Тихий голос Суэно звучал не громче свиста сквозняка, но и это обнадежило Дростана, и он успокаивающе похлопал друга.
— Адское пламя не коснется тебя, брат, — заявил он уверенно, и старый монах рассмеялся, вызвав приступ кашля, закончившегося хрипами.
— Неважно, какие боги примут меня, ведь я умру соломенной смертью [4], — сказал он.
Дростан в замешательстве заморгал, услышав эти слова, ведь если он правильно понял друга, тот только что признался в закоренелом язычестве. Суэно слабо взмахнул рукой.
— Здесь люди называют меня Суэно, это созвучно с именем Свен, — произнес он. — Я из Венхейма, что в Эйдфьорде, думаю там уже не осталось никого, кто бы помнил меня. Я пришел в Йорвик [5] с Эриком. Я хранил его жертвенный топор — Дочь Одина.
Суэно замолчал и приподнялся, цепко сжав руку Дростана.
— Пообещай мне это, Дростан, как брат во Христе, прошу тебя именем божьим, — прошипел он. — Обещай мне, что найдешь преемника Инглингов и передаешь ему, то, что я сейчас расскажу тебе.
Он снова поник и что-то пробормотал. Дростан дрожащей рукой вытер слюну с лица друга, ошарашенный его словами. Дочь Одина? Да это же язычество, что так же ясно как солнечные блики на воде.

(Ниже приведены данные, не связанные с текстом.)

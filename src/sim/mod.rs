//! Deterministic simulation module
//!
//! All gameplay logic lives here. This module must be pure and deterministic:
//! - Time only advances through the `dt` handed to `tick`
//! - Seeded RNG only
//! - Stable iteration order (by entity ID)
//! - No rendering or platform dependencies

pub mod collision;
pub mod enemy;
pub mod grid;
pub mod level;
pub mod player;
pub mod rock;
pub mod state;
pub mod tick;

pub use collision::{Aabb, line_of_sight, point_segment_distance, tiles_overlap};
pub use enemy::{Enemy, EnemyKind, EnemyState, EnemyType, FireBreath, FireState};
pub use grid::{Grid, Tile, grid_to_pixel, pixel_to_grid};
pub use level::{EnemySpawn, LevelGenerator, LevelLayout};
pub use player::{Player, PlayerState, Pump};
pub use rock::{Rock, RockState};
pub use state::{
    BonusItem, EnemyView, FloatingScore, GameEvent, GamePhase, GameState, PlayerView, RockView,
    Session, Snapshot,
};
pub use tick::{TickInput, acquire_pump_target, tick};
//! Dig Rush - A tunnel digging arcade game
//!
//! Core modules:
//! - `sim`: Deterministic simulation (grid, entities, collisions, level generation)
//! - `game`: Host wrapper (lifecycle, time source, callbacks, high score persistence)
//! - `highscores`: Leaderboard and persistence stores
//! - `tuning`: Data-driven game balance

pub mod game;
pub mod highscores;
pub mod sim;
pub mod tuning;

pub use game::Game;
pub use highscores::{HighScoreStore, HighScores, JsonFileStore, MemoryStore};
pub use tuning::Tuning;

use glam::Vec2;
use serde::{Deserialize, Serialize};

/// Game configuration constants
pub mod consts {
    /// Tile edge length in pixels
    pub const TILE_SIZE: f32 = 32.0;
    /// Grid dimensions in tiles
    pub const GRID_WIDTH: usize = 14;
    pub const GRID_HEIGHT: usize = 18;
    /// Topmost rows that are always empty sky
    pub const SKY_ROWS: usize = 2;
    /// Inset for the corner probes of a tile-sized hitbox
    pub const CORNER_INSET: f32 = 1.0;
    /// Tolerance when deciding whether a coordinate sits on a tile boundary
    pub const ALIGN_EPSILON: f32 = 0.01;

    /// Largest frame delta fed to the simulation (guards against tab suspension)
    pub const MAX_FRAME_DT: f32 = 0.1;

    /// Player
    pub const PLAYER_SPEED: f32 = 64.0;
    pub const STARTING_LIVES: u8 = 3;
    pub const MAX_LIVES: u8 = 9;
    pub const DEATH_DURATION: f32 = 1.5;
    pub const RESPAWN_DELAY: f32 = 1.0;
    pub const INVINCIBILITY_DURATION: f32 = 2.0;

    /// Pump
    pub const PUMP_MAX_LENGTH: f32 = TILE_SIZE * 3.0;
    pub const PUMP_EXTEND_SPEED: f32 = 192.0;
    pub const PUMP_RETRACT_SPEED: f32 = 192.0;
    pub const PUMP_RELEASE_RETRACT_SPEED: f32 = 384.0;
    pub const PUMP_GRACE_DELAY: f32 = 0.25;
    pub const PUMP_HIT_THRESHOLD: f32 = TILE_SIZE * 0.6;

    /// Enemies
    pub const ENEMY_SPAWN_HOLD: f32 = 1.0;
    pub const INFLATE_RATE: f32 = 1.0;
    pub const DEFLATE_RATE: f32 = 0.5;
    pub const POP_DURATION: f32 = 0.3;
    pub const MIN_GHOST_TIME: f32 = 1.0;
    pub const ESCAPE_DELAY: f32 = 8.0;

    /// Fygar fire breath
    pub const FIRE_BAND: f32 = TILE_SIZE * 0.5;
    pub const FIRE_RANGE: f32 = TILE_SIZE * 3.0;
    pub const FIRE_LENGTH: f32 = TILE_SIZE * 2.0;
    pub const FIRE_CHARGE_TIME: f32 = 0.5;
    pub const FIRE_ACTIVE_TIME: f32 = 0.6;
    pub const FIRE_COOLDOWN: f32 = 2.5;

    /// Rocks
    pub const ROCK_SHAKE_DURATION: f32 = 0.6;
    pub const ROCK_FALL_DELAY: f32 = 0.3;
    pub const ROCK_FALL_SPEED: f32 = 160.0;
    pub const ROCK_CRUMBLE_DURATION: f32 = 0.5;
    pub const ROCK_RESPAWN_DELAY: f32 = 10.0;
    /// Horizontal overlap needed before a rock notices the player beneath it
    pub const ROCK_BENEATH_OVERLAP: f32 = TILE_SIZE * 0.5;

    /// Phase timers
    pub const INTRO_DURATION: f32 = 2.0;
    pub const LEVEL_COMPLETE_DELAY: f32 = 2.0;

    /// Bonus items and floating scores
    pub const BONUS_ROCK_MILESTONE: u32 = 2;
    pub const BONUS_TTL: f32 = 10.0;
    pub const FLOATING_SCORE_TTL: f32 = 1.0;
    pub const FLOATING_SCORE_RISE: f32 = 24.0;

    /// Scoring
    pub const DIG_SCORE: u64 = 10;
    pub const EXTRA_LIFE_FIRST: u64 = 10_000;
    pub const EXTRA_LIFE_INTERVAL: u64 = 40_000;
}

/// One of the four cardinal movement directions
#[derive(Debug, Clone, Copy, PartialEq, Eq, Hash, Serialize, Deserialize)]
pub enum Direction {
    Up,
    Down,
    Left,
    Right,
}

impl Direction {
    pub const ALL: [Direction; 4] = [
        Direction::Up,
        Direction::Down,
        Direction::Left,
        Direction::Right,
    ];

    /// Unit vector in screen space (y grows downward)
    #[inline]
    pub fn vector(self) -> Vec2 {
        match self {
            Direction::Up => Vec2::new(0.0, -1.0),
            Direction::Down => Vec2::new(0.0, 1.0),
            Direction::Left => Vec2::new(-1.0, 0.0),
            Direction::Right => Vec2::new(1.0, 0.0),
        }
    }

    /// Tile offset for this direction
    #[inline]
    pub fn offset(self) -> (i32, i32) {
        match self {
            Direction::Up => (0, -1),
            Direction::Down => (0, 1),
            Direction::Left => (-1, 0),
            Direction::Right => (1, 0),
        }
    }

    #[inline]
    pub fn opposite(self) -> Self {
        match self {
            Direction::Up => Direction::Down,
            Direction::Down => Direction::Up,
            Direction::Left => Direction::Right,
            Direction::Right => Direction::Left,
        }
    }

    #[inline]
    pub fn is_horizontal(self) -> bool {
        matches!(self, Direction::Left | Direction::Right)
    }
}

/// Signed distance from `v` to the nearest tile boundary on one axis
#[inline]
pub fn axis_offset(v: f32) -> f32 {
    v - (v / consts::TILE_SIZE).round() * consts::TILE_SIZE
}

/// Whether a coordinate lies on a tile boundary
#[inline]
pub fn is_aligned(v: f32) -> bool {
    axis_offset(v).abs() < consts::ALIGN_EPSILON
}

/// Move `current` toward `target` by at most `max_delta`
#[inline]
pub fn approach(current: f32, target: f32, max_delta: f32) -> f32 {
    let delta = (target - current).clamp(-max_delta, max_delta);
    current + delta
}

— Поклянись, именем Христа, брат мой. Клянись своей любовью...
— Я клянусь, клянусь, — прокричал Дростан, скорее, чтобы заставить старика умолкнуть. Он почувствовал горячую волну стыда из-за этой мысли, и прогнал её молитвой.
— Хватит, — прорычал Суэно. — Я достаточно наслушался мироточивых ханжеских речей за тридцать лет, что прошли с тех пор, как меня вытащили из Стейнмора. Чертова коварная сука, мать её! Значит, проклятые боги Асгарда оставили нас...
Старик прервался. Наступила тишина, сквозь щели в стенах свистел влажный ветер, смешивая дым от костра с вонью от масляной лампы. Суэно дышал, словно порванные кузнечные меха, и наконец, набрав достаточно воздуха, заговорил снова.
— Не допусти, чтобы она попала к Матери конунгов. Только не к Гуннхильд, к этой ведьме, жене Эрика. Только не к ней. Она не от крови Инглингов, и ни один из оставшихся в живых сыновей Эрика от этой суки не заслуживает в жены Дочь Одина... Асы подтвердили это, когда отвернулись от нас, там, в Стейнморе.